The gas turbine engine of any previous clause, wherein the one or more additively manufactured metal components comprises at least one inlet frame having an integral inlet screen.

The gas turbine engine of any previous clause, wherein the one or more additively manufactured metal components comprises at least one sump heat exchanger.

A gas turbine engine, comprising: a turbomachine comprising a compressor section, a combustion section, and a turbine section arranged in serial flow order, the compressor section having a compressor, the turbine section having one or more turbines, the turbomachine further comprising at least one sump housing; and wherein the turbomachine comprise one or more additively manufactured metal components, and wherein the one or more additively manufactured metal components includes the at least one sump housing, and wherein a total mass of the at least one sump housing is in a range from 1% to 5% of a total dry mass of the gas turbine engine.

The gas turbine engine of any previous clause, wherein the at least one sump housing comprises at least one integral de-swirler.

The gas turbine engine of any previous clause, wherein the one or more additively manufactured metal components includes at least one of a fuel heater, a heat exchanger, a swirler, a fuel nozzle, a gearbox housing, an exhaust case, a combustor liner, an inlet frame, or an inlet screen.

The gas turbine engine of any previous clause, wherein a total mass of the one or more additively manufactured metal components is in a range from 1.5% to 25% of the total dry mass of the gas turbine engine.

The gas turbine engine of any previous clause, wherein the one or more additively manufactured metal components comprises at least five different types of additively manufactured metal components.

The gas turbine engine of any previous clause, wherein the one or more additively manufactured metal components comprises at least one sump housing having a mass in the range from 1.5% to 4% of the total dry mass of the gas turbine engine.

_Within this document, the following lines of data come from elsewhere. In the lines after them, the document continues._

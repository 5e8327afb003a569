// Kindle の "My Clippings.txt" の解析
//
// 1 件ごとに "==========" の行で区切られ、次の形をしている：
//
//     <タイトル>[ (<著者>)]
//     - Your <種別> [on page <ページ>[-<無視>]] [| location <開始>[-<終了>]] | Added on <日時>
//
//     <本文>
//
// 端末のファームウェアによって書式が少しずつ異なるので、複数のパターンを順に試す
// - 改行は CR+LF のこともある
// - 本によって Unicode の正規化が揃っていない

pub mod parser;
pub mod pattern;
pub mod splitter;
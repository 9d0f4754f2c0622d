// ============================================================================
// Feedback Service Engine
// ============================================================================
//
// Periodically drains APNS's feedback channel. Each 38-byte record names
// a device token that has become unreachable; the caller is expected to
// stop pushing to it. The connection is short-lived by protocol: one
// poll cycle, then disconnect.
//
// ============================================================================

use tracing::{info, warn};

use crate::config::FeedbackConfig;
use crate::metrics;
use crate::token;
use crate::transport::{ReadStatus, TlsTransport, Transport};
use crate::wire::{self, FEEDBACK_RECORD_SIZE};

/// One unreachable-token report from the feedback service.
#[derive(Debug, Clone, PartialEq, Eq)]
pub struct FeedbackRecord {
    /// Seconds since the epoch (UTC) at which APNS decided the token
    /// was unreachable.
    pub timestamp: u32,
    pub token_len: u16,
    /// Lowercase hex form of the reported device token.
    pub device_token: String,
}

/// Poller for the APNS feedback service.
pub struct FeedbackEngine<T: Transport = TlsTransport> {
    transport: T,
    config: FeedbackConfig,
    next_check_ts: i64,
    records: Vec<FeedbackRecord>,
}

impl FeedbackEngine<TlsTransport> {
    /// Engine over a real TLS connection to the configured feedback host.
    pub fn new(config: FeedbackConfig) -> Self {
        let transport = TlsTransport::new(
            config.host.clone(),
            config.port,
            config.cert_file.clone(),
            config.key_file.clone(),
            config.ca_path.clone(),
        );
        Self::with_transport(config, transport)
    }
}

impl<T: Transport> FeedbackEngine<T> {
    /// Engine over a caller-supplied transport. The first poll happens
    /// one interval after construction.
    pub fn with_transport(config: FeedbackConfig, transport: T) -> Self {
        Self {
            transport,
            next_check_ts: chrono::Utc::now().timestamp() + config.poll_interval,
            config,
            records: Vec::new(),
        }
    }

    /// One tick of the cooperative loop. Returns true when a poll cycle
    /// actually ran.
    pub fn run(&mut self) -> bool {
        self.tick(chrono::Utc::now().timestamp())
    }

    fn tick(&mut self, now: i64) -> bool {
        if now < self.next_check_ts {
            return false;
        }
        self.next_check_ts = now + self.config.poll_interval;

        if !self.transport.is_connected() {
            if let Err(e) = self.transport.connect() {
                warn!(error = %e, "Could not connect to feedback service, will try again later");
                return false;
            }
        }

        info!(
            interval = self.config.poll_interval,
            "Checking APNS feedback service"
        );
        self.drain_records();
        self.transport.disconnect();

        true
    }

    /// Unreachable-token records collected so far, oldest first. The
    /// internal queue is emptied.
    pub fn take_records(&mut self) -> Vec<FeedbackRecord> {
        std::mem::take(&mut self.records)
    }

    pub fn pending_records(&self) -> usize {
        self.records.len()
    }

    fn drain_records(&mut self) {
        let mut buf = [0u8; FEEDBACK_RECORD_SIZE];
        loop {
            match self.transport.read(&mut buf) {
                ReadStatus::Data(n) => {
                    let Some(raw) = wire::decode_feedback_record(&buf[..n]) else {
                        warn!(bytes = n, "Truncated feedback record, ignoring");
                        return;
                    };
                    let device_token = token::binary_to_hex(&raw.device_token);
                    info!(
                        timestamp = raw.timestamp,
                        token_len = raw.token_len,
                        token = %device_token,
                        "Device token reported unreachable"
                    );
                    metrics::FEEDBACK_RECORDS_TOTAL.inc();
                    self.records.push(FeedbackRecord {
                        timestamp: raw.timestamp,
                        token_len: raw.token_len,
                        device_token,
                    });
                }
                ReadStatus::NotReady | ReadStatus::Closed => return,
            }
        }
    }
}
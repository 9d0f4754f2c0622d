use anyhow::Result;
use once_cell::sync::Lazy;
use prometheus::{opts, register_int_counter, Encoder, IntCounter, TextEncoder};

pub static PUSHES_SENT_TOTAL: Lazy<IntCounter> = Lazy::new(|| {
    register_int_counter!(opts!(
        "apns_push_sent_total",
        "Total number of push packets written to the gateway"
    ))
    .unwrap()
});

pub static PUSH_ERRORS_TOTAL: Lazy<IntCounter> = Lazy::new(|| {
    register_int_counter!(opts!(
        "apns_push_errors_total",
        "Total number of APNS error responses received"
    ))
    .unwrap()
});

pub static DISCONNECTS_TOTAL: Lazy<IntCounter> = Lazy::new(|| {
    register_int_counter!(opts!(
        "apns_push_disconnects_total",
        "Total number of gateway disconnects after an error response"
    ))
    .unwrap()
});

pub static FEEDBACK_RECORDS_TOTAL: Lazy<IntCounter> = Lazy::new(|| {
    register_int_counter!(opts!(
        "apns_feedback_records_total",
        "Total number of unreachable-token records read from the feedback service"
    ))
    .unwrap()
});

pub fn gather_metrics() -> Result<String> {
    let mut buffer = vec![];
    let encoder = TextEncoder::new();
    let metric_families = prometheus::gather();
    encoder.encode(&metric_families, &mut buffer)?;

    Ok(String::from_utf8(buffer)?)
}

The gas turbine engine of any previous clause, wherein the one or more additively manufactured metal components comprises a fuel heater having a mass in the range from 0.25% to 0.7% of the total dry mass of the gas turbine engine.

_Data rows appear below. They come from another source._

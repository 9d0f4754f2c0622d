//! Binary codecs for the legacy APNS protocol: the enhanced-format push
//! frame, the 6-byte error response, and the 38-byte feedback record.
//! All multi-byte integers are network byte order.

use bytes::{Buf, BufMut, BytesMut};

use crate::token::DEVICE_TOKEN_LEN;

/// Command byte of an enhanced-format push frame.
pub const COMMAND_PUSH_ENHANCED: u8 = 1;

/// Command byte APNS uses for its error response.
pub const ERROR_RESPONSE_COMMAND: u8 = 8;

/// Size of the APNS error response packet.
pub const ERROR_RESPONSE_SIZE: usize = 6;

/// Size of one feedback service record.
pub const FEEDBACK_RECORD_SIZE: usize = 38;

/// Fixed bytes before the payload in an enhanced-format frame.
pub const FRAME_HEADER_SIZE: usize = 45;

/// Builds an enhanced-format push frame:
///
/// | offset | size | field       |
/// |--------|------|-------------|
/// | 0      | 1    | command (1) |
/// | 1      | 4    | identifier  |
/// | 5      | 4    | expiry      |
/// | 9      | 2    | token len   |
/// | 11     | 32   | token       |
/// | 43     | 2    | payload len |
/// | 45     | N    | payload     |
pub fn encode_push_frame(
    identifier: u32,
    expiry: u32,
    device_token: &[u8; DEVICE_TOKEN_LEN],
    payload: &[u8],
) -> Vec<u8> {
    let mut frame = BytesMut::with_capacity(FRAME_HEADER_SIZE + payload.len());
    frame.put_u8(COMMAND_PUSH_ENHANCED);
    frame.put_u32(identifier);
    frame.put_u32(expiry);
    frame.put_u16(DEVICE_TOKEN_LEN as u16);
    frame.put_slice(device_token);
    frame.put_u16(payload.len() as u16);
    frame.put_slice(payload);
    frame.to_vec()
}

/// APNS error response: `{ command, status, identifier }`.
#[derive(Debug, Clone, Copy, PartialEq, Eq)]
pub struct ErrorResponse {
    pub command: u8,
    pub status: u8,
    pub identifier: u32,
}

/// Decodes an error response. Returns `None` for a truncated buffer.
pub fn decode_error_response(mut buf: &[u8]) -> Option<ErrorResponse> {
    if buf.len() < ERROR_RESPONSE_SIZE {
        return None;
    }
    Some(ErrorResponse {
        command: buf.get_u8(),
        status: buf.get_u8(),
        identifier: buf.get_u32(),
    })
}

/// One feedback service record: `{ timestamp, token_len, token }`.
#[derive(Debug, Clone, Copy, PartialEq, Eq)]
pub struct FeedbackRecordRaw {
    pub timestamp: u32,
    pub token_len: u16,
    pub device_token: [u8; DEVICE_TOKEN_LEN],
}

/// Decodes a feedback record. Returns `None` for a truncated buffer.
pub fn decode_feedback_record(mut buf: &[u8]) -> Option<FeedbackRecordRaw> {
    if buf.len() < FEEDBACK_RECORD_SIZE {
        return None;
    }
    let timestamp = buf.get_u32();
    let token_len = buf.get_u16();
    let mut device_token = [0u8; DEVICE_TOKEN_LEN];
    buf.copy_to_slice(&mut device_token);
    Some(FeedbackRecordRaw {
        timestamp,
        token_len,
        device_token,
    })
}

#[cfg(test)]
mod tests {
    use super::*;

    #[test]
    fn test_frame_layout_is_bit_exact() {
        let token: [u8; 32] = core::array::from_fn(|i| (i + 1) as u8);
        let payload = br#"{"aps":{"alert":"hi","badge":3}}"#;
        let frame = encode_push_frame(7, 1_700_000_300, &token, payload);

        assert_eq!(frame.len(), FRAME_HEADER_SIZE + payload.len());
        assert_eq!(frame[0], COMMAND_PUSH_ENHANCED);
        assert_eq!(&frame[1..5], &7u32.to_be_bytes());
        assert_eq!(&frame[5..9], &1_700_000_300u32.to_be_bytes());
        assert_eq!(&frame[9..11], &32u16.to_be_bytes());
        assert_eq!(&frame[11..43], &token);
        assert_eq!(&frame[43..45], &(payload.len() as u16).to_be_bytes());
        assert_eq!(&frame[45..], payload.as_slice());
    }

    #[test]
    fn test_frame_identifier_round_trips() {
        let token = [0u8; 32];
        let frame = encode_push_frame(0xdead_beef, 0, &token, b"{}");
        let mut id_bytes = [0u8; 4];
        id_bytes.copy_from_slice(&frame[1..5]);
        assert_eq!(u32::from_be_bytes(id_bytes), 0xdead_beef);
    }

    #[test]
    fn test_decode_error_response() {
        let buf = [8u8, 5, 0, 0, 0, 42];
        let resp = decode_error_response(&buf).unwrap();
        assert_eq!(resp.command, ERROR_RESPONSE_COMMAND);
        assert_eq!(resp.status, 5);
        assert_eq!(resp.identifier, 42);
    }

    #[test]
    fn test_decode_error_response_truncated() {
        assert!(decode_error_response(&[8, 5, 0]).is_none());
    }

    #[test]
    fn test_decode_feedback_record() {
        let token: [u8; 32] = core::array::from_fn(|i| i as u8);
        let mut buf = Vec::new();
        buf.extend_from_slice(&1_600_000_000u32.to_be_bytes());
        buf.extend_from_slice(&32u16.to_be_bytes());
        buf.extend_from_slice(&token);

        let record = decode_feedback_record(&buf).unwrap();
        assert_eq!(record.timestamp, 1_600_000_000);
        assert_eq!(record.token_len, 32);
        assert_eq!(record.device_token, token);
    }

    #[test]
    fn test_decode_feedback_record_truncated() {
        assert!(decode_feedback_record(&[0u8; 37]).is_none());
    }
}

The gas turbine engine of any previous clause, wherein the one or more additively manufactured metal components comprises a fuel heater having a mass in the range from 0.3% to 0.6% of the total dry mass of the gas turbine engine.

The gas turbine engine of any previous clause, wherein the one or more additively manufactured metal components comprises a heat exchanger having a mass in the range from 0.25 to 0.7% of the total dry mass of the gas turbine engine.

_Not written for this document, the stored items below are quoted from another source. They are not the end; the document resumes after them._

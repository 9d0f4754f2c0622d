// ============================================================================
// Push Delivery Engine
// ============================================================================
//
// Owns the three-queue message lifecycle (send -> stage -> error), frames
// enhanced-format packets, and re-maps APNS's out-of-band error responses
// back onto in-flight messages by identifier.
//
// Single-threaded and cooperative: the host drives everything by calling
// run() from its main loop. No internal threads or timers.
//
// ============================================================================

use std::collections::{HashMap, VecDeque};

use tracing::{debug, info, warn};

use crate::config::PushConfig;
use crate::error::ApnsError;
use crate::message::{ErrorStatus, Message};
use crate::metrics;
use crate::payload::Payload;
use crate::token;
use crate::transport::{ReadStatus, TlsTransport, Transport, WriteStatus};
use crate::wire::{self, ERROR_RESPONSE_SIZE};

/// Seconds of delivery grace APNS is granted for each framed packet,
/// independent of the message's own queue expiry.
const WIRE_EXPIRY_GRACE: i64 = 300;

/// Delivery counters accumulated between statistics log lines.
#[derive(Debug, Clone, Copy, Default, PartialEq, Eq)]
pub struct PushStats {
    pub sent: u64,
    pub errors: u64,
    pub disconnected: u64,
}

/// Which queue a tracked message currently sits in.
#[derive(Debug, Clone, Copy, PartialEq, Eq)]
enum QueueState {
    /// Enqueued, not yet written.
    Send,
    /// Written to the transport, fate pending.
    Stage,
    /// Rejected by APNS; held for the caller to inspect until expiry.
    Error,
}

struct Entry {
    message: Message,
    state: QueueState,
    /// Monotonic write order within the engine's lifetime; used to tell
    /// which staged messages were written after an offender.
    staged_seq: u64,
}

/// Delivery engine for the legacy binary push gateway.
///
/// Messages live in a single table keyed by identifier; the queues are
/// state tags plus a deque preserving send order, so a message is in
/// exactly one queue at any time and the error-response lookup is O(1).
pub struct PushEngine<T: Transport = TlsTransport> {
    transport: T,
    config: PushConfig,
    messages: HashMap<u32, Entry>,
    send_order: VecDeque<u32>,
    last_id: u32,
    next_seq: u64,
    last_activity_ts: i64,
    connect_retry_ts: i64,
    log_stats_ts: i64,
    stats: PushStats,
}

impl PushEngine<TlsTransport> {
    /// Engine over a real TLS connection to the configured gateway.
    pub fn new(config: PushConfig) -> Self {
        let transport = TlsTransport::new(
            config.host.clone(),
            config.port,
            config.cert_file.clone(),
            config.key_file.clone(),
            config.ca_path.clone(),
        );
        Self::with_transport(config, transport)
    }
}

The gas turbine engine of any previous clause, wherein the one or more additively manufactured metal components comprises a fuel heater having a mass in the range from 0.3% to 0.6% of the total dry mass of the gas turbine engine.

The gas turbine engine of any previous clause, wherein the one or more additively manufactured metal components comprises a fuel nozzle having a mass in the range from 0.01% to 0.017% of the total dry mass of the gas turbine engine.

The gas turbine engine of any previous clause, wherein the one or more additively manufactured metal components comprises a fuel nozzle having a mass in the range from 0.012% to 0.015% of the total dry mass of the gas turbine engine.

The gas turbine engine of any previous clause, wherein the one or more additively manufactured metal components comprises a sump housing for a B-sump having a mass in the range from 1% to 5% of the total dry mass of the gas turbine engine.

The gas turbine engine of any previous clause, wherein the one or more additively manufactured metal components comprises a sump housing for a B-sump having a mass in the range from 1.5% to 4% of the total dry mass of the gas turbine engine.

The gas turbine engine of any previous clause, wherein the total mass of the one or more additively manufactured metal components is in a range from 2% to 20% of the total dry mass of the gas turbine engine.

The gas turbine engine of any previous clause, wherein the total mass of the one or more additively manufactured metal components is at least 3% or greater of the total dry mass of the respective gas turbine engine.